Interrogé sur les déclarations de Sandrine Rousseau, qui a estimé que Boualem Sansal devait être libéré même s’il « n’est pas un ange », Me François Zimeray a répondu par l’ironie : « La deuxième partie de sa phrase n’aide pas la première, elle l’efface au contraire. Quand on souhaite la libération de quelqu’un, on ne s’exprime pas de cette façon. La défense de Boualem Sansal mérite mieux que ces propos atténuateurs, dont certains pourraient s’emparer pour justifier l’injustifiable. La défense ne peut qu’y voir un obstacle. »
Plusieurs auteurs et personnalités ont participé à ce point presse, notamment l’ancien ministre de l’Éducation nationale Jean-Michel Blanquer, mais aussi la journaliste Laure Adler ou l’écrivain et académicien Erik Orsenna, venu soutenir un « vieil ami ». « Je suis terrifié par ce qui lui arrive », a confié Erik Orsenna au Point. « Quoi qu’on pense de ses opinions, il ne peut y avoir de “oui mais” quand il s’agit de la liberté d’expression », a ajouté Laure Adler.
Kamel Daoud, chroniqueur au Point et Prix Goncourt 2024 pour son roman Houris (Gallimard), était lui aussi au premier rang. Invité quelques heures plus tôt de la matinale de France Inter, il avait défendu une nouvelle fois son confrère et ami. « Comme beaucoup d’Algériens, je ressens de la colère ; un sentiment d’humiliation et d’avilissement face à l’image que l’on donne de l’Algérie. Mes sentiments sont mêlés. Je ressens de la tristesse. Une envie de ne plus parler d’Algérie et de m’ouvrir au reste du monde. Mais je ressens surtout le besoin d’être solidaire, d’expliquer ce qui se passe là-bas. Une des choses les plus difficiles à expliquer au monde est le fonctionnement d’une dictature. Tant qu’on ne la ressent pas dans son corps, il est difficile de l’expliquer à quelqu’un qui vit en démocratie. »
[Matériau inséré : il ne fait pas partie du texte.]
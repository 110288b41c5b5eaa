//! Command-line interface for generating charts and tracking stitch progress

use crate::io::configuration::{
    DEFAULT_COLORS, DEFAULT_SESSION_DIR, MAX_COLORS, MAX_GRID_DIMENSION, MIN_COLORS,
    MIN_GRID_DIMENSION,
};
use crate::io::error::{Result, invalid_parameter};
use crate::io::persistence::{JsonDirectoryStore, PatternStore};
use crate::io::progress::GenerationProgress;
use crate::pattern::dimensions::default_target_width;
use crate::pattern::{GenerationConfig, PixelBuffer, ProgressStats, Session, spawn_generation};
use crate::render::{export_chart_png, render};
use clap::{Parser, Subcommand};
use std::fmt::Write as _;
use std::path::{Path, PathBuf};
use tracing_subscriber::EnvFilter;

#[derive(Parser, Debug)]
#[command(name = "stitchgrid")]
#[command(
    author,
    version,
    about = "Turn images into cross-stitch charts and track stitching progress"
)]
/// Command-line arguments for the chart tool
pub struct Cli {
    /// Action to perform
    #[command(subcommand)]
    pub command: Command,

    /// Directory holding the saved pattern and progress
    #[arg(short, long, global = true, default_value = DEFAULT_SESSION_DIR)]
    pub session: PathBuf,

    /// Suppress logging and progress output
    #[arg(short, long, global = true)]
    pub quiet: bool,
}

/// Chart tool subcommands
#[derive(Subcommand, Debug, Clone, PartialEq)]
pub enum Command {
    /// Build a new pattern from an image, resetting progress
    Generate {
        /// Source image (PNG, JPEG, ...)
        #[arg(value_name = "IMAGE")]
        image: PathBuf,

        /// Number of thread colours
        #[arg(short, long, default_value_t = DEFAULT_COLORS, value_parser = parse_colors)]
        colors: usize,

        /// Grid width in stitches (height follows the image aspect ratio)
        #[arg(short, long, value_parser = parse_width)]
        width: Option<usize>,
    },
    /// Flip the stitched mark on one cell
    Toggle {
        /// Column, starting at 0 on the left
        x: usize,
        /// Row, starting at 0 at the top
        y: usize,
    },
    /// Mark every cell unstitched
    Clear,
    /// Show grid size, progress and colour key
    Status,
    /// Export the chart as a PNG image
    Render {
        /// Output PNG path
        #[arg(value_name = "OUTPUT")]
        output: PathBuf,

        /// Zoom factor (cell size is 20 px at 1.0)
        #[arg(short, long, default_value_t = 1.0)]
        zoom: f32,
    },
}

fn parse_bounded(value: &str, min: usize, max: usize) -> std::result::Result<usize, String> {
    let parsed: usize = value
        .parse()
        .map_err(|e| format!("'{value}' is not a whole number: {e}"))?;
    if (min..=max).contains(&parsed) {
        Ok(parsed)
    } else {
        Err(format!("must be between {min} and {max}"))
    }
}

fn parse_colors(value: &str) -> std::result::Result<usize, String> {
    parse_bounded(value, MIN_COLORS, MAX_COLORS)
}

fn parse_width(value: &str) -> std::result::Result<usize, String> {
    parse_bounded(value, MIN_GRID_DIMENSION, MAX_GRID_DIMENSION)
}

impl Cli {
    /// Check if log output should be emitted
    pub const fn should_log(&self) -> bool {
        !self.quiet
    }

    /// Check if the generation spinner should be displayed
    pub const fn should_show_progress(&self) -> bool {
        !self.quiet
    }
}

/// Install the stderr log subscriber, honouring `RUST_LOG`
pub fn init_tracing() {
    let filter =
        EnvFilter::try_from_default_env().unwrap_or_else(|_| EnvFilter::new("stitchgrid=info"));
    let _ = tracing_subscriber::fmt()
        .with_env_filter(filter)
        .with_writer(std::io::stderr)
        .with_target(false)
        .try_init();
}

/// Summary of a session for terminal display
pub fn format_status(session: &Session) -> String {
    let pattern = session.pattern();
    let stats = session.stats();
    let mut out = format!(
        "Pattern: {} x {} stitches, {} colours\nProgress: {} / {} stitched ({:.1}%)\n",
        pattern.width(),
        pattern.height(),
        pattern.legend().len(),
        stats.stitched,
        stats.total,
        stats.fraction() * 100.0
    );
    out.push_str("Colour key:\n");
    for entry in pattern.legend() {
        let _ = writeln!(
            out,
            "  {}  #{:02x}{:02x}{:02x}  {}",
            entry.symbol, entry.color.r, entry.color.g, entry.color.b, entry.label
        );
    }
    out
}

/// Executes parsed commands against a session directory
pub struct CommandRunner {
    cli: Cli,
    store: JsonDirectoryStore,
}

impl CommandRunner {
    /// Create a runner for the given CLI arguments
    pub fn new(cli: Cli) -> Self {
        let store = JsonDirectoryStore::new(&cli.session);
        Self { cli, store }
    }

    /// Session store used by this runner
    pub const fn store(&self) -> &JsonDirectoryStore {
        &self.store
    }

    /// Run the parsed command
    ///
    /// # Errors
    ///
    /// Returns an error if the command fails; see the individual operations
    // Allow print for command output
    #[allow(clippy::print_stdout)]
    pub fn run(&self) -> Result<()> {
        match self.cli.command.clone() {
            Command::Generate {
                image,
                colors,
                width,
            } => {
                let session = self.generate(&image, colors, width)?;
                if !self.cli.quiet {
                    println!("{}", format_status(&session));
                }
            }
            Command::Toggle { x, y } => {
                let stitched = self.toggle(x, y)?;
                if !self.cli.quiet {
                    let state = if stitched { "stitched" } else { "unstitched" };
                    println!("Cell ({x}, {y}) marked {state}");
                }
            }
            Command::Clear => {
                self.clear()?;
                if !self.cli.quiet {
                    println!("Progress cleared");
                }
            }
            Command::Status => {
                let session = self.load()?;
                println!("{}", format_status(&session));
            }
            Command::Render { output, zoom } => {
                self.render(&output, zoom)?;
                if !self.cli.quiet {
                    println!("Chart written to {}", output.display());
                }
            }
        }
        Ok(())
    }

    /// Generate a pattern from an image file and save it with fresh progress
    ///
    /// # Errors
    ///
    /// Returns an error if:
    /// - The image cannot be loaded or decoded
    /// - Generation parameters are invalid
    /// - The session cannot be saved
    pub fn generate(&self, image: &Path, colors: usize, width: Option<usize>) -> Result<Session> {
        let progress = if self.cli.should_show_progress() {
            GenerationProgress::start("Decoding image")
        } else {
            GenerationProgress::hidden()
        };

        let pixels = PixelBuffer::open(image)?;
        let target_width = width.unwrap_or_else(|| default_target_width(pixels.width()));
        let config = GenerationConfig::for_image(&pixels, colors, target_width);
        tracing::info!(
            image = %image.display(),
            colors,
            width = config.target_width,
            height = config.target_height,
            "generating pattern"
        );

        progress.set_stage("Quantizing and resampling");
        let pattern = progress.track(spawn_generation(pixels, config))?;

        let session = Session::new(pattern);
        self.store.save_session(&session)?;
        Ok(session)
    }

    /// Load the saved session
    ///
    /// # Errors
    ///
    /// Returns an error if no valid pattern/progress pair is stored
    pub fn load(&self) -> Result<Session> {
        self.store.load_session().ok_or_else(|| {
            invalid_parameter(
                "session",
                &self.store.dir().display(),
                &"no saved pattern; run `generate` first",
            )
        })
    }

    /// Flip one cell and persist the progress
    ///
    /// # Errors
    ///
    /// Returns an error if no session is stored, the cell is outside the pattern, or
    /// progress cannot be saved
    pub fn toggle(&self, x: usize, y: usize) -> Result<bool> {
        let mut session = self.load()?;
        let stitched = session.toggle(x, y)?;
        self.store.save_progress(session.progress())?;
        Ok(stitched)
    }

    /// Reset all progress and persist it
    ///
    /// # Errors
    ///
    /// Returns an error if no session is stored or progress cannot be saved
    pub fn clear(&self) -> Result<ProgressStats> {
        let mut session = self.load()?;
        session.clear();
        self.store.save_progress(session.progress())?;
        Ok(session.stats())
    }

    /// Export the saved chart as PNG
    ///
    /// # Errors
    ///
    /// Returns an error if no session is stored or the image cannot be written
    pub fn render(&self, output: &Path, zoom: f32) -> Result<()> {
        let session = self.load()?;
        let chart = render(session.pattern(), session.progress(), zoom)?;
        export_chart_png(&chart, output)
    }
}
« Il ne faut pas qu’on l’oublie, il faut être dans l’endurance et dans le temps long », avait ajouté Kamel Daoud. « Ce régime est-il sensible à la mobilisation internationale ? Non, il a construit son équation de survie sur l’idée que le monde entier lui en veut et qu’un complot international est fomenté contre lui. Donc, plus on se mobilise, plus on dope l’équation. » La mobilisation de l’opinion publique mondiale et des intellectuels étrangers que l’avocat de Boualem Sansal et Antoine Gallimard appellent de leurs vœux est-elle donc contre-productive, à ses yeux ? « Bien sûr que non, car nous avons affaire à un régime qui est faible, violent et rancunier […]. Sachant les mœurs de ce régime, je ne suis pas optimiste mais je pense qu’il faut une mobilisation continue. C’est la moindre des choses pour Boualem mais aussi pour tous les écrivains qui souffrent, qui se sont cachés ou exilés. Il s’agit aussi d’un enjeu français : la liberté. Si nous en oublions la valeur et le prix, nous la perdrons ici aussi. »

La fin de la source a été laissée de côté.